Lines holding the string "description" are the ones to copy from this listing.

--

//! Income API endpoints

use api_types::{
    Envelope,
    income::{IncomeFilter, IncomeNew, IncomeUpdate, IncomeView},
};
use axum::{
    Extension, Json,
    extract::{Path, Query, State},
    http::StatusCode,
};
use engine::{IncomePatch, User};

use crate::{ServerError, server::ServerState, views};

/// Handle requests for recording an income against a budget
pub async fn create(
    Extension(user): Extension<User>,
    State(state): State<ServerState>,
    Json(payload): Json<IncomeNew>,
) -> Result<(StatusCode, Json<Envelope<IncomeView>>), ServerError> {
    let income = state
        .engine
        .new_income(
            &user.id,
            &payload.budget_id,
            payload.amount,
            &payload.month,
            payload.year,
            &payload.source,
        )
        .await?;

    Ok((
        StatusCode::CREATED,
        Json(Envelope::ok(
            "Income created successfully",
            views::income(income),
        )),
    ))
}

pub async fn list(
    Extension(user): Extension<User>,
    State(state): State<ServerState>,
    Query(filter): Query<IncomeFilter>,
) -> Result<Json<Envelope<Vec<IncomeView>>>, ServerError> {
    let incomes = state
        .engine
        .incomes(&user.id, filter.month.as_deref(), filter.year)
        .await?;

    Ok(Json(Envelope::ok(
        "Incomes retrieved successfully",
        incomes.into_iter().map(views::income).collect(),
    )))
}

pub async fn get(
    Extension(user): Extension<User>,
    State(state): State<ServerState>,
    Path(income_id): Path<String>,
) -> Result<Json<Envelope<IncomeView>>, ServerError> {
    let income = state.engine.income(&user.id, &income_id).await?;

    Ok(Json(Envelope::ok(
        "Income retrieved successfully",
        views::income(income),
    )))
}

pub async fn update(
    Extension(user): Extension<User>,
    State(state): State<ServerState>,
    Path(income_id): Path<String>,
    Json(payload): Json<IncomeUpdate>,
) -> Result<Json<Envelope<IncomeView>>, ServerError> {
    let income = state
        .engine
        .update_income(
            &user.id,
            &income_id,
            IncomePatch {
                amount: payload.amount,
                month: payload.month,
                year: payload.year,
                source: payload.source,
                budget_id: payload.budget_id,
            },
        )
        .await?;

    Ok(Json(Envelope::ok(
        "Income updated successfully",
        views::income(income),
    )))
}

pub async fn remove(
    Extension(user): Extension<User>,
    State(state): State<ServerState>,
    Path(income_id): Path<String>,
) -> Result<Json<Envelope<()>>, ServerError> {
    state.engine.delete_income(&user.id, &income_id).await?;

    Ok(Json(Envelope::ok("Income deleted successfully", ())))
}
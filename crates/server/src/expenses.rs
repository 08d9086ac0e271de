//! Expense API endpoints

use api_types::{
    Envelope,
    expense::{ExpenseNew, ExpenseUpdate, ExpenseView},
};
use axum::{
    Extension, Json,
    extract::{Path, State},
    http::StatusCode,
};
use engine::{ExpensePatch, User};

use crate::{ServerError, server::ServerState, views};

/// Handle requests for recording an expense
pub async fn create(
    Extension(user): Extension<User>,
    State(state): State<ServerState>,
    Json(payload): Json<ExpenseNew>,
) -> Result<(StatusCode, Json<Envelope<ExpenseView>>), ServerError> {
    let expense = state
        .engine
        .new_expense(
            &user.id,
            &payload.budget_id,
            &payload.category_id,
            payload.amount,
            payload.description.as_deref(),
        )
        .await?;

    Ok((
        StatusCode::CREATED,
        Json(Envelope::ok(
            "Expense created successfully",
            views::expense(expense),
        )),
    ))
}

pub async fn list(
    Extension(user): Extension<User>,
    State(state): State<ServerState>,
) -> Result<Json<Envelope<Vec<ExpenseView>>>, ServerError> {
    let expenses = state.engine.expenses(&user.id).await?;

    Ok(Json(Envelope::ok(
        "Expenses retrieved successfully",
        expenses.into_iter().map(views::expense).collect(),
    )))
}

pub async fn get(
    Extension(user): Extension<User>,
    State(state): State<ServerState>,
    Path(expense_id): Path<String>,
) -> Result<Json<Envelope<ExpenseView>>, ServerError> {
    let expense = state.engine.expense(&user.id, &expense_id).await?;

    Ok(Json(Envelope::ok(
        "Expense retrieved successfully",
        views::expense(expense),
    )))
}

/// Handle requests for changing an expense, possibly moving it to another
/// budget or category
pub async fn update(
    Extension(user): Extension<User>,
    State(state): State<ServerState>,
    Path(expense_id): Path<String>,
    Json(payload): Json<ExpenseUpdate>,
) -> Result<Json<Envelope<ExpenseView>>, ServerError> {
    let expense = state
        .engine
        .update_expense(
            &user.id,
            &expense_id,
            ExpensePatch {
                amount: payload.amount,
                description: payload.description,
                budget_id: payload.budget_id,
                category_id: payload.category_id,
            },
        )
        .await?;

    Ok(Json(Envelope::ok(
        "Expense updated successfully",
        views::expense(expense),
    )))
}

pub async fn remove(
    Extension(user): Extension<User>,
    State(state): State<ServerState>,
    Path(expense_id): Path<String>,
) -> Result<Json<Envelope<()>>, ServerError> {
    state.engine.delete_expense(&user.id, &expense_id).await?;

    Ok(Json(Envelope::ok("Expense deleted successfully", ())))
}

--

**Finished task**
            payload.description.as_deref(),
                description: payload.description,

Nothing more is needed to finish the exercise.